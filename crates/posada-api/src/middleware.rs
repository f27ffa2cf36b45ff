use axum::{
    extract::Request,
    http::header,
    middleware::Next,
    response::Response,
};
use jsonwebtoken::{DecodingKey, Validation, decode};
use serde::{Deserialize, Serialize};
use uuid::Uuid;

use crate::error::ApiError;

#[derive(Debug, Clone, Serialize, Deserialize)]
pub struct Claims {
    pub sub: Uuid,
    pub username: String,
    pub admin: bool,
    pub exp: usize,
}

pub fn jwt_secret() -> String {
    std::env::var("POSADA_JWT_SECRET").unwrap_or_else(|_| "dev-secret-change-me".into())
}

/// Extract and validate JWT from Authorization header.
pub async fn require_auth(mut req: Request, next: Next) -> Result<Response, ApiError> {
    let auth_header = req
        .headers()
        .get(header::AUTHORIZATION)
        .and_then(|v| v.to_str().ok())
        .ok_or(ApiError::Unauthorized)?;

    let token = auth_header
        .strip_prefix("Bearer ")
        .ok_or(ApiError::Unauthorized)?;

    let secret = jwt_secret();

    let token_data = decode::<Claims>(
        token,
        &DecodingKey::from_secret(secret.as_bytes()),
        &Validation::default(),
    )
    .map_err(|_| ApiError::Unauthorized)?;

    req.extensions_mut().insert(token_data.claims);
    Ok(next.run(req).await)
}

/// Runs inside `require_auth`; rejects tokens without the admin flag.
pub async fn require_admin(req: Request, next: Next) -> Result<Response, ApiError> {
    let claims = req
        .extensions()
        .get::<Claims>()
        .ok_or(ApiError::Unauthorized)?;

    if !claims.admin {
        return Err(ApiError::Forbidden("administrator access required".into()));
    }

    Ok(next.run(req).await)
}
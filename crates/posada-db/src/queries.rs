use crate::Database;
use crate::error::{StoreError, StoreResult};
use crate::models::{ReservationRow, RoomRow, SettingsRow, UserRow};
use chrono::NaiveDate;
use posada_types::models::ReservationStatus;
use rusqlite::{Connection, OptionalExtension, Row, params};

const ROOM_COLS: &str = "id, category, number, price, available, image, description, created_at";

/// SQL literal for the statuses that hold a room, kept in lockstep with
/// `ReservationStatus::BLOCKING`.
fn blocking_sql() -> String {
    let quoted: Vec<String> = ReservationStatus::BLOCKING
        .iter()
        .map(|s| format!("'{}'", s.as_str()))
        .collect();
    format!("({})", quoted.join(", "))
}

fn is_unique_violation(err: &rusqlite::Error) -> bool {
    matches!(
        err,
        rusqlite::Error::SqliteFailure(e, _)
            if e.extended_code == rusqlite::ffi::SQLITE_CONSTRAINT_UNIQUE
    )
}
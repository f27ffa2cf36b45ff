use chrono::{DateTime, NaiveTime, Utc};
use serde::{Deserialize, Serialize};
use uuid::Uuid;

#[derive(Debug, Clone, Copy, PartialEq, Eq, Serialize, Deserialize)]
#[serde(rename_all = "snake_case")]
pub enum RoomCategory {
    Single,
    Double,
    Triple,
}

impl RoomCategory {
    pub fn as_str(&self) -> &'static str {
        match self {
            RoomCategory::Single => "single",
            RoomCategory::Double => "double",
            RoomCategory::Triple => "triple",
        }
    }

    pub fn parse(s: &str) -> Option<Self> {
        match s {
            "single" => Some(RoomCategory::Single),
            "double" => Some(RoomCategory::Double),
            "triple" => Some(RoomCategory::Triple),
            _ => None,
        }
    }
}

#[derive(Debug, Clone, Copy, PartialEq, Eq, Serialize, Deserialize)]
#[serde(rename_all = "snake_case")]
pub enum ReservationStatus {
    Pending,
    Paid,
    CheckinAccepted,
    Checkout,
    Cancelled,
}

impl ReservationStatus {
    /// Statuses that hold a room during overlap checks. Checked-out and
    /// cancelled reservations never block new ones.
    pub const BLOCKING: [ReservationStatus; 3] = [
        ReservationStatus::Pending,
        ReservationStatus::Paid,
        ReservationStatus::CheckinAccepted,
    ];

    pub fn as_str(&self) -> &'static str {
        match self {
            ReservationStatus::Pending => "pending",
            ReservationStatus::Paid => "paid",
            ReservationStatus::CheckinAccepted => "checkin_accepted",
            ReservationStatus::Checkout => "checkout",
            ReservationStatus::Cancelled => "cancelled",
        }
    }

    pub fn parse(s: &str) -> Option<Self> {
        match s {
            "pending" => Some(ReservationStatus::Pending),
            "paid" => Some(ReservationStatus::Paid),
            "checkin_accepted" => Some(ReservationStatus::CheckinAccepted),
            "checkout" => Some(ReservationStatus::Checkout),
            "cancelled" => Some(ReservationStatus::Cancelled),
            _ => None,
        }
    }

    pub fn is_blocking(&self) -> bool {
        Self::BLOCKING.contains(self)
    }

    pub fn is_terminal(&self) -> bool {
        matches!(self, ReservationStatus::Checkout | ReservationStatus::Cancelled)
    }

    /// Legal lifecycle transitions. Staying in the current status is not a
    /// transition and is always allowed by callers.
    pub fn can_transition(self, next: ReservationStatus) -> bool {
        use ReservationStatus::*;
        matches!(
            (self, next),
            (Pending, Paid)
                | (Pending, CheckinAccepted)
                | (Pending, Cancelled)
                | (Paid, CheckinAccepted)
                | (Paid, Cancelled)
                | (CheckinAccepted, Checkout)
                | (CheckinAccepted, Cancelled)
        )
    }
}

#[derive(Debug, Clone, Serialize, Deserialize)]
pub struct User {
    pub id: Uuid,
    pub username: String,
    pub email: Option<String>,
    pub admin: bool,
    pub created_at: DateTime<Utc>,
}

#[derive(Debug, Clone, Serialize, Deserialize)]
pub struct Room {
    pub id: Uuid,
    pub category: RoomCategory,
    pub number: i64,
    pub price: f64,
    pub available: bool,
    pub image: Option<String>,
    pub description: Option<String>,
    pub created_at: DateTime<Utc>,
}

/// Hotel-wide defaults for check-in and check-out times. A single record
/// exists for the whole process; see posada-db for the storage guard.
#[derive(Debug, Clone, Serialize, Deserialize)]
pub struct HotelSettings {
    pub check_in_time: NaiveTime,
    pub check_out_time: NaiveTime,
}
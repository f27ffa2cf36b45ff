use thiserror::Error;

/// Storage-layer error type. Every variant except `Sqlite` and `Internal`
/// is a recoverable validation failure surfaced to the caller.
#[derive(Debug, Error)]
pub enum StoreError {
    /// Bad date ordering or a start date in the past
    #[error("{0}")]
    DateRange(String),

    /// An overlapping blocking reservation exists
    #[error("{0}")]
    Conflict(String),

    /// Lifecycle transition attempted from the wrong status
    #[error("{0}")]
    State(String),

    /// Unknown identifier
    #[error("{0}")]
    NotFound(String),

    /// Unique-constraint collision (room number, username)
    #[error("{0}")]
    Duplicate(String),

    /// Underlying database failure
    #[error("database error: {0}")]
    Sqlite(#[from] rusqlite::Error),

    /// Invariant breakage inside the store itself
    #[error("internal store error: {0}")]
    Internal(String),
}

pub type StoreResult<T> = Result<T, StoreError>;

········

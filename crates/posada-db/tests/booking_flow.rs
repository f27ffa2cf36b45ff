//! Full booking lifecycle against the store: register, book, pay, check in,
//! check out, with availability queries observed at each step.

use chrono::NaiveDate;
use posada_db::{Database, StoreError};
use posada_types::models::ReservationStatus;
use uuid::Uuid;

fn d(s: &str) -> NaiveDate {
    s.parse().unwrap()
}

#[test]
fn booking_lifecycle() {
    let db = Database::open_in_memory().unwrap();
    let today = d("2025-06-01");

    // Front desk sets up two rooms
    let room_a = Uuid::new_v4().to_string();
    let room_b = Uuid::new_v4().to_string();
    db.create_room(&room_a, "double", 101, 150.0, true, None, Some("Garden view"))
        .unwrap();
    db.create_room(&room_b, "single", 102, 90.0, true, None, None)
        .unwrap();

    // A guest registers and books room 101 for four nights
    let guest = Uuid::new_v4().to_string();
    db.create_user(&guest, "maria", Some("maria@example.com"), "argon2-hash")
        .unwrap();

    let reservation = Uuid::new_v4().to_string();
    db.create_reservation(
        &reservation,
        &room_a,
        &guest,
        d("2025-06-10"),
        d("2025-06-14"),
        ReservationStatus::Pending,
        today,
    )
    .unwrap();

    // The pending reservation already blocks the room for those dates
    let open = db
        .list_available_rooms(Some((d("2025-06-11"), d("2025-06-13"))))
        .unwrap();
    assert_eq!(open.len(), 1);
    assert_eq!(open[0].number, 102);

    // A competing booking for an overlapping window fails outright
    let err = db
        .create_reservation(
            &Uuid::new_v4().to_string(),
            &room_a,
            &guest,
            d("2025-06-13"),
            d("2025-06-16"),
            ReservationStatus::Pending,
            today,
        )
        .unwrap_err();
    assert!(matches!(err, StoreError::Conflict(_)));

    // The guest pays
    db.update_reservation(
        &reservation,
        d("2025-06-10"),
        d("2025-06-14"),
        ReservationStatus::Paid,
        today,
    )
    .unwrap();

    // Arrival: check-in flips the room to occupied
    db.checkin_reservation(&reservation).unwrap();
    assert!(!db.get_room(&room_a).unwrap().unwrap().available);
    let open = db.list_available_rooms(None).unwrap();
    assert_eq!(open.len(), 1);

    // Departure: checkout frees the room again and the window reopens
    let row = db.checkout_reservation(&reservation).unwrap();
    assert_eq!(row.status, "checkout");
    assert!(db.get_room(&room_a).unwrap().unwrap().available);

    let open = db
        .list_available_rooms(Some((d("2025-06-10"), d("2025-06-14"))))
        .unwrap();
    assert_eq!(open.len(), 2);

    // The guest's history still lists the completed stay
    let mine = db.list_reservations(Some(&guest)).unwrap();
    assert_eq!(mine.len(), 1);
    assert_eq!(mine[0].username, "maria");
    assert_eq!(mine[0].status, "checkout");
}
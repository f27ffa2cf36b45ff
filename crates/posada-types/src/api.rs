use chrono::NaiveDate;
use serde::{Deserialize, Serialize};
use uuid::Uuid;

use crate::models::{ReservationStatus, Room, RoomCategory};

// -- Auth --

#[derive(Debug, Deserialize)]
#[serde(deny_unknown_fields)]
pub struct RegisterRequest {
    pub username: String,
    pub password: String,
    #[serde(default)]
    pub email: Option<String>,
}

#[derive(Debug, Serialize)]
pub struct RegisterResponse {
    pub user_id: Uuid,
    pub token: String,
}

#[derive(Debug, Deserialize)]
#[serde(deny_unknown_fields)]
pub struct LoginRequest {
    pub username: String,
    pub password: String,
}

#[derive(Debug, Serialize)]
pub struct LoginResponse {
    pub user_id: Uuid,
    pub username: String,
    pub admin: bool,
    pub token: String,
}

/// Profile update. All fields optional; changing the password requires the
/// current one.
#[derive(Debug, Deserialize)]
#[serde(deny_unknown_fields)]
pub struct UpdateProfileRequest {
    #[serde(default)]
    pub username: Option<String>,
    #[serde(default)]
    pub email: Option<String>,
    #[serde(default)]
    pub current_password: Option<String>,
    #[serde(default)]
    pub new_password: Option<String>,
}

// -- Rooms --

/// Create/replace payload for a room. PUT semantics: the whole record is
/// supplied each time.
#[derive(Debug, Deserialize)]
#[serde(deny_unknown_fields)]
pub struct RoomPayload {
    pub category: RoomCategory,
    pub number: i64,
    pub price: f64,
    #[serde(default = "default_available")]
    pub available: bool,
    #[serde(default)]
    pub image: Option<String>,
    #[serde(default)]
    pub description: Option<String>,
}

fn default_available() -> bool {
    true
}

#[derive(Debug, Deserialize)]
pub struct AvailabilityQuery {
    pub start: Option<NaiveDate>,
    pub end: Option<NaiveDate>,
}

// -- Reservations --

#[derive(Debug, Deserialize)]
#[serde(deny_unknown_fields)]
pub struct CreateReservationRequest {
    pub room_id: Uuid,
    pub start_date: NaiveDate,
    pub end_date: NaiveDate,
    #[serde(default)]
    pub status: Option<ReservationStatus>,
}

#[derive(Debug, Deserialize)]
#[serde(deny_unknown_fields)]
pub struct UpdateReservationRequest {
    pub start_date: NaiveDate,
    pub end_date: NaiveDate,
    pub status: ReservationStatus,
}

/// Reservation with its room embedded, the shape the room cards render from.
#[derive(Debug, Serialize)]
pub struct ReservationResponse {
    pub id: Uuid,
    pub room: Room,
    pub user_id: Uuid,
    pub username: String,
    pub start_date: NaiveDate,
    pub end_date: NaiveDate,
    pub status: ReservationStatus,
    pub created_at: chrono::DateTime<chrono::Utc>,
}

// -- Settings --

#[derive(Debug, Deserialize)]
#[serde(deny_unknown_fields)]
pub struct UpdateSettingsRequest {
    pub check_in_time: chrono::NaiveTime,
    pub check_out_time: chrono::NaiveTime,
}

········

**Exercise prompt:**
From the listing above, return each line with the word "decode".

**Finished exercise:**
use jsonwebtoken::{DecodingKey, Validation, decode};
    let token_data = decode::<Claims>(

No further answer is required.